(DIRECTIONS FOR THIS TASK):
Set down exactly the entries below, beginning at their first line and ending at the line with "from its bytes.".

EXTRACTED DATA: Begin

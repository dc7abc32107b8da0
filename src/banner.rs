//! The request-scoped values that flow through one generation run.

use std::fmt;
use std::io::Cursor;
use std::str::FromStr;

use base64::Engine;
use base64::engine::general_purpose;
use image::ImageFormat;

use crate::constants::FALLBACK_MIME_TYPE;
use crate::error::BannerError;

/// The layout sketch as uploaded, plus the format sniffed from its bytes.
#[derive(Clone, Debug)]
pub struct UploadedSketch {
    bytes: Vec<u8>,
    format: Option<ImageFormat>,
}

impl UploadedSketch {
    /// Wraps uploaded bytes, returns `None` for an empty upload.
    pub fn new(bytes: Vec<u8>) -> Option<Self> {
        if bytes.is_empty() {
            return None;
        }
        let format = image::guess_format(&bytes).ok();
        Some(Self { bytes, format })
    }

    /// Raw bytes as uploaded.
    pub fn bytes(&self) -> &[u8] {
        &self.bytes
    }

    /// PNG and JPEG are recognised, anything else is sent as JPEG.
    pub fn mime_type(&self) -> &'static str {
        match self.format {
            Some(ImageFormat::Png) => "image/png",
            Some(ImageFormat::Jpeg) => "image/jpeg",
            _ => FALLBACK_MIME_TYPE,
        }
    }

    /// Base64 of the raw bytes.
    pub fn base64(&self) -> String {
        general_purpose::STANDARD.encode(&self.bytes)
    }

    /// `data:` URL suitable for multimodal chat requests.
    pub fn data_url(&self) -> String {
        format!("data:{};base64,{}", self.mime_type(), self.base64())
    }
}

/// Output sizes the form offers.
#[derive(Clone, Copy, Debug, Default, Eq, PartialEq)]
pub enum ImageSize {
    /// 1024x1024
    #[default]
    Square,
    /// 1792x1024
    Landscape,
    /// 1024x1792
    Portrait,
}

impl ImageSize {
    /// Every supported size, in form order.
    pub const ALL: [ImageSize; 3] = [ImageSize::Square, ImageSize::Landscape, ImageSize::Portrait];

    /// Wire format, eg `1024x1024`.
    pub fn as_str(self) -> &'static str {
        match self {
            ImageSize::Square => "1024x1024",
            ImageSize::Landscape => "1792x1024",
            ImageSize::Portrait => "1024x1792",
        }
    }

    /// Closest aspect ratio label, as used by Imagen.
    pub fn aspect_ratio(self) -> &'static str {
        match self {
            ImageSize::Square => "1:1",
            ImageSize::Landscape => "16:9",
            ImageSize::Portrait => "9:16",
        }
    }
}

impl fmt::Display for ImageSize {
    fn fmt(&self, f: &mut fmt::Formatter<'_>) -> fmt::Result {
        f.write_str(self.as_str())
    }
}

impl FromStr for ImageSize {
    type Err = BannerError;

    fn from_str(s: &str) -> Result<Self, Self::Err> {
        ImageSize::ALL
            .into_iter()
            .find(|size| size.as_str() == s.trim())
            .ok_or_else(|| BannerError::BadRequest(format!("unsupported image size '{s}'")))
    }
}

/// What the user typed into the form.
#[derive(Clone, Debug, Default)]
pub struct UserInstructions {
    /// Overall mood/style, may be empty
    pub impression: String,
    /// Per-element instructions, must not be empty
    pub details: String,
    /// Requested output size
    pub size: ImageSize,
}

/// Image bytes coming back from a provider.
#[derive(Clone, Debug)]
pub struct GeneratedImage {
    /// Encoded image, whatever format the provider chose
    pub bytes: Vec<u8>,
    /// Where the provider hosted it, if it returned a URL
    pub source_url: Option<String>,
}

/// What gets shown to the user at the end of a run.
#[derive(Clone, Debug)]
pub struct FinalImage {
    /// Encoded image bytes
    pub bytes: Vec<u8>,
    /// MIME type of `bytes`
    pub mime_type: &'static str,
    /// Whether text was drawn onto it locally
    pub overlaid: bool,
    /// Provider URL, if there was one
    pub source_url: Option<String>,
}

impl FinalImage {
    /// Uses the provider output as-is.
    pub fn from_generated(generated: GeneratedImage) -> Self {
        let mime_type = match image::guess_format(&generated.bytes) {
            Ok(ImageFormat::Jpeg) => "image/jpeg",
            Ok(ImageFormat::WebP) => "image/webp",
            _ => "image/png",
        };
        Self {
            bytes: generated.bytes,
            mime_type,
            overlaid: false,
            source_url: generated.source_url,
        }
    }

    /// Encodes an overlaid raster as PNG.
    pub fn from_overlay(
        image: &image::RgbImage,
        source_url: Option<String>,
    ) -> Result<Self, BannerError> {
        let mut buf = Cursor::new(Vec::new());
        image.write_to(&mut buf, ImageFormat::Png)?;
        Ok(Self {
            bytes: buf.into_inner(),
            mime_type: "image/png",
            overlaid: true,
            source_url,
        })
    }

    /// `data:` URL for inline display.
    pub fn data_url(&self) -> String {
        format!(
            "data:{};base64,{}",
            self.mime_type,
            general_purpose::STANDARD.encode(&self.bytes)
        )
    }

    /// File extension matching the MIME type.
    pub fn extension(&self) -> &'static str {
        match self.mime_type {
            "image/jpeg" => "jpg",
            "image/webp" => "webp",
            _ => "png",
        }
    }
}
use std::process::ExitCode;
use std::sync::Arc;

use clap::Parser;
use roughbanner::config::{AppConfig, setup_logging};
use roughbanner::pipeline::Pipeline;
use tracing::error;

#[tokio::main(flavor = "multi_thread")]
async fn main() -> ExitCode {
    let cli = roughbanner::cli::CliOptions::parse();

    if setup_logging(cli.debug).is_err() {
        return ExitCode::FAILURE;
    }

    let config = match AppConfig::from_options(&cli.providers) {
        Ok(config) => config,
        Err(err) => {
            error!("{}", err);
            return ExitCode::FAILURE;
        }
    };
    let pipeline = Arc::new(Pipeline::from_config(&config));

    if let Err(err) =
        roughbanner::web::setup_server(&cli.listen_address, cli.port, pipeline).await
    {
        error!("Application error: {}", err);
        return ExitCode::FAILURE;
    }
    ExitCode::SUCCESS
}
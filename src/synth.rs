//! Prompt synthesis: turn the layout plus the user's instructions into an
//! image generation prompt.

use std::collections::HashMap;

use tracing::{debug, info};

use crate::banner::UserInstructions;
use crate::constants::{PROMPT_MAX_TOKENS, REFUSAL_MARKER};
use crate::error::BannerError;
use crate::prompts::render_template;
use crate::providers::{CompletionRequest, LanguageModel};

/// Heuristic for "the model declined": the text mentions being sorry.
///
/// Text models don't give us a structured refusal, so this is all we have.
pub fn looks_like_refusal(text: &str) -> bool {
    text.to_lowercase().contains(REFUSAL_MARKER)
}

/// Fills the instruction template for one request.
pub fn build_instruction(
    template: &str,
    layout_description: &str,
    instructions: &UserInstructions,
) -> Result<String, BannerError> {
    let values = HashMap::from([
        ("size", instructions.size.as_str()),
        ("layout_info", layout_description),
        ("impression", instructions.impression.as_str()),
        ("details", instructions.details.as_str()),
    ]);
    render_template(template, &values)
}

/// Asks the text model for an image prompt. Returns the trimmed text.
///
/// The refusal check is left to the caller so the offending text can still be shown.
pub async fn synthesize_prompt(
    model: &dyn LanguageModel,
    template: &str,
    layout_description: &str,
    instructions: &UserInstructions,
) -> Result<String, BannerError> {
    if template.trim().is_empty() {
        return Err(BannerError::Template(
            "image prompt instruction template is empty".to_string(),
        ));
    }
    let instruction = build_instruction(template, layout_description, instructions)?;
    debug!("Prompt synthesis instruction is {} chars", instruction.len());

    info!("Synthesising image prompt with {}", model.name());
    let text = model
        .complete(CompletionRequest {
            instruction: &instruction,
            image: None,
            max_tokens: PROMPT_MAX_TOKENS,
        })
        .await?;

    let text = text.trim();
    if text.is_empty() {
        return Err(BannerError::EmptyResponse {
            provider: model.name(),
        });
    }
    Ok(text.to_string())
}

EXTRACTED DATA: End

(EXERCISE RESULT):
repository dc7abc32107b8da0
filename src/banner.rs
//! The request-scoped values that flow through one generation run.

use std::fmt;
use std::io::Cursor;
use std::str::FromStr;

use base64::Engine;
use base64::engine::general_purpose;
use image::ImageFormat;

use crate::constants::FALLBACK_MIME_TYPE;
use crate::error::BannerError;

/// The layout sketch as uploaded, plus the format sniffed from its bytes.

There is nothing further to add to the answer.